Izraelski dokumentalista, Chanoch Ze’evi, rozmawia z dziećmi, wnukami zbrodniarzy wojennych :
http://www.youtube.com/watch?v=bSha8695UVE
Jest to film wzruszający, przemawiający treścią do samego serca.
Systemy totalitarne zostały uznane za zbrodnicze. III Rzesza Niemiecka, Włochy, a także Japonia to faszyzm. ZSRR to przeciwny faszyzmowi komunizm, także uznany za system totalitarny i także uznany za system zbrodniczy i bezwzględny, za nic mający sobie życie ludzkie.
Film ten jest dowodem jak potomkowie systemu uznanego za zbrodniczy odżegnują się od swoich dziadków, rodziców i wujków.
Przypomniała mi się wypowiedź MO w „7 dniu tygodnia”. Obecni ze strony prawicy byli Adam Hofman oraz Zbigniew Ziobro. W kontekście sędziego Tuleyi doszło do rozmowy na temat niewyciągania dzieciom prawdy o ich rodzicach, dziadkach. Panowie Hofman i Ziobro jakby temu nie zaprzeczali.
Ja się pytam, dlaczego, skoro - jak widać w tym filmie - można ? Mało tego, potomkowie faszystów odbywają spotkania z młodzieżą w szkołach, gdzie wręcz wyrzekają się rodziców, odżegnują się od ich zbrodni, potępiają je.
A MO?
Widzi w tym samo zło, widzi polowanie na czarownice. W czym tkwi sedno sprawy. To uniemożliwiłoby MO uprawianie jej dziennikarstwa na "najwyższym poziomie". Odcinając się od tego co robił jej ojciec musiałaby zniżyć się do uczciwego, rzetelnego dziennikarstwa, bardzo dociekliwego, pokazującego fakty, mówiącego prawdę. Lepiej więc, wygodniej, narzucać społeczeństwu opinię, że dochodzenie do prawdy jest nieetyczne. MO to się w sumie nie dziwię. Nie wypada jej z takim potępieniem ojca wystąpić publicznie, sama była agentką SB ps. „Stokrotka”.
http://www.youtube.com/watch?v=8C6BIjaB1uI
Rzecz nie dotyczy tylko MO. Gdybym miał wymienić całe pokolenie potomków systemu komunistycznego, a więc zbrodniczego, zajęłoby to kilka stron. Opanowali media, istnieją w polityce, zasiadają w Sejmie, są nauczycielami akademickimi, siedzą w MON, MEN, zajmują się polską gospodarką, finansami.
Kiedy to się wreszcie skończy, dlaczego powstaje zmowa milczenia ?

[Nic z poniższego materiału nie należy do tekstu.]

#[cfg(feature = "serde")]
use serde::{Deserialize, Serialize};

/// Timing of one measurement.
#[cfg_attr(feature = "serde", derive(Serialize, Deserialize))]
#[derive(Debug, Clone, Copy, PartialEq)]
pub struct BenchResult {
    /// Seconds spent in all timed processing calls.
    pub total: f64,
    /// Seconds per processing call.
    pub average: f64,
    /// Percentage of the realtime deadline used, doubled (see [`jack_load`]).
    pub load: f64,
}

impl BenchResult {
    /// Reduce `total` seconds over `n_frames` calls of `frame_size` samples.
    pub fn from_total(total: f64, n_frames: u32, frame_size: u32, sample_rate: u32) -> Self {
        let average = total / n_frames as f64;
        Self {
            total,
            average,
            load: jack_load(average, frame_size, sample_rate),
        }
    }
}

/// Load as JACK reports it: time per frame as a percentage of the frame's
/// deadline, times two.
///
/// The factor of two leaves half the period to the rest of the audio graph.
#[inline]
pub fn jack_load(average: f64, frame_size: u32, sample_rate: u32) -> f64 {
    2.0 * (average * 100.0) / frame_latency(frame_size, sample_rate)
}

/// Seconds of audio in one frame of `frame_size` samples.
#[inline]
pub fn frame_latency(frame_size: u32, sample_rate: u32) -> f64 {
    frame_size as f64 / sample_rate as f64
}

/// Running lowest and highest load seen.
#[derive(Debug, Clone, Copy, PartialEq)]
pub struct LoadTracker {
    best: BenchResult,
    worst: BenchResult,
    observed: usize,
}

impl LoadTracker {
    pub fn new() -> Self {
        Self {
            best: BenchResult {
                total: 0.0,
                average: 0.0,
                load: f64::INFINITY,
            },
            worst: BenchResult {
                total: 0.0,
                average: 0.0,
                load: f64::NEG_INFINITY,
            },
            observed: 0,
        }
    }

    pub fn observe(&mut self, result: BenchResult) {
        if result.load < self.best.load {
            self.best = result;
        }
        if result.load > self.worst.load {
            self.worst = result;
        }
        self.observed += 1;
    }

    /// Lowest-load result, if anything was observed.
    pub fn best(&self) -> Option<BenchResult> {
        (self.observed > 0).then_some(self.best)
    }

    /// Highest-load result, if anything was observed.
    pub fn worst(&self) -> Option<BenchResult> {
        (self.observed > 0).then_some(self.worst)
    }

    pub fn observed(&self) -> usize {
        self.observed
    }
}

impl Default for LoadTracker {
    fn default() -> Self {
        Self::new()
    }
}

Nietaktem jest już rozmowa o tym, a wręcz potwarzą wypowiadanie się o tym publicznie z wymienieniem nazwiska delikwenta. Powstał specjalny urząd do tropienia takich wypowiedzi, prowadzony a jakże, przez także Tajnego Współpracownika SB - Znak .
To potomkowie komunistów.
A potomkowie faszystów, drugiego zbrodniczego systemu ?
Przykład pierwszy z brzegu. Pamiętam, pierwszy raz usłyszałem informację, że dziadek Tuska służył w Wermachcie. Jakoś to przeszło bez echa, no wcielili go siłą, wielu to spotkało. Nikt nie dociekał, nietaktem było pytanie o to. I brak reakcji, konkretnej, odcinającej się od zachowania dziadka samego zainteresowanego.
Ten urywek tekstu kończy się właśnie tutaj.